Entre provocation, transgression et hommage au Christianisme, Rainer peintre viennois né en 1929, activiste autrichien des années 60 devenu docteur honoris causa à la faculté catholique de Münster en 2004, nous interroge. Le parcours est troublant de paradoxes et d’ambiguïtés mais il définit bien ce que sont les rapports et le dialogue qu’entretiennent la religion et l’art. C’est une histoire d’amitié amoureuse qui finit (parfois) bien où s’exprime le « je t’aime, moi non plus ! ». C’est un artiste qui a voulu prendre ses distances avec le Christianisme derrière un flux de ratures peintes avec beaucoup d’énergie et respirant la désobéissance ecclésiastique. Nommer les choses c’est parfois les trahir ; à partir d’icônes célèbres Rainer détourne le sens premier pour faire rejaillir, selon lui, ce qui est tu.

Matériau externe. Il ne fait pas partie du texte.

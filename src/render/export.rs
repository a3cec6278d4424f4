use base64::Engine as _;
use image::ImageEncoder as _;

use crate::{
    assets::image::{premultiply_rgba8_in_place, unpremultiply_rgba8_in_place},
    foundation::{
        core::Rgba8,
        error::{ThemeError, ThemeResult},
    },
    render::canvas::FrameRGBA,
};

/// JPEG quality used for exported previews.
pub const DEFAULT_JPEG_QUALITY: u8 = 80;

/// Straight-alpha RGBA8 copy of a frame.
pub fn frame_to_straight_rgba(frame: &FrameRGBA) -> Vec<u8> {
    let mut data = frame.data.clone();
    if frame.premultiplied {
        unpremultiply_rgba8_in_place(&mut data);
    }
    data
}

/// Opaque RGB8 copy of a frame composited over `background`.
pub fn frame_to_rgb_over(frame: &FrameRGBA, background: Rgba8) -> Vec<u8> {
    let premul = if frame.premultiplied {
        std::borrow::Cow::Borrowed(&frame.data)
    } else {
        let mut d = frame.data.clone();
        premultiply_rgba8_in_place(&mut d);
        std::borrow::Cow::Owned(d)
    };
    let bg = [background.r, background.g, background.b];
    let mut out = Vec::with_capacity(premul.len() / 4 * 3);
    for px in premul.chunks_exact(4) {
        let inv = 255 - u16::from(px[3]);
        for c in 0..3 {
            let v = u16::from(px[c]) + (u16::from(bg[c]) * inv + 127) / 255;
            out.push(v.min(255) as u8);
        }
    }
    out
}

/// Encode a frame as PNG (straight alpha).
pub fn export_png(frame: &FrameRGBA) -> ThemeResult<Vec<u8>> {
    let rgba = frame_to_straight_rgba(frame);
    let mut out = Vec::new();
    image::codecs::png::PngEncoder::new(&mut out)
        .write_image(
            &rgba,
            frame.width,
            frame.height,
            image::ExtendedColorType::Rgba8,
        )
        .map_err(|e| ThemeError::render(format!("png encode failed: {e}")))?;
    Ok(out)
}

/// Encode a frame as JPEG at `quality` (1..=100), flattened over `background`.
pub fn export_jpeg(frame: &FrameRGBA, background: Rgba8, quality: u8) -> ThemeResult<Vec<u8>> {
    let rgb = frame_to_rgb_over(frame, background);
    let mut out = Vec::new();
    image::codecs::jpeg::JpegEncoder::new_with_quality(&mut out, quality.clamp(1, 100))
        .encode(
            &rgb,
            frame.width,
            frame.height,
            image::ExtendedColorType::Rgb8,
        )
        .map_err(|e| ThemeError::render(format!("jpeg encode failed: {e}")))?;
    Ok(out)
}

/// `data:` URL for encoded image bytes.
pub fn to_data_url(mime: &str, bytes: &[u8]) -> String {
    format!(
        "data:{mime};base64,{}",
        base64::engine::general_purpose::STANDARD.encode(bytes)
    )
}

#[cfg(test)]
#[path = "../../tests/unit/render/export.rs"]
mod tests;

Non sans une pointe de cynisme, il ne cache jamais totalement les visages saints qu’il rature, signe d’un respect aux virtuoses de la Bible. Dans « The Overpainting of Christ », il transcende le corps du Christ, culte chrétien par excellence, pour ne laisser apparaître que le visage sur une photographie en noir et blanc, et là on comprend que le pinceau du prophète ne laisserait peut-être qu’apparaître la souffrance de son faciès.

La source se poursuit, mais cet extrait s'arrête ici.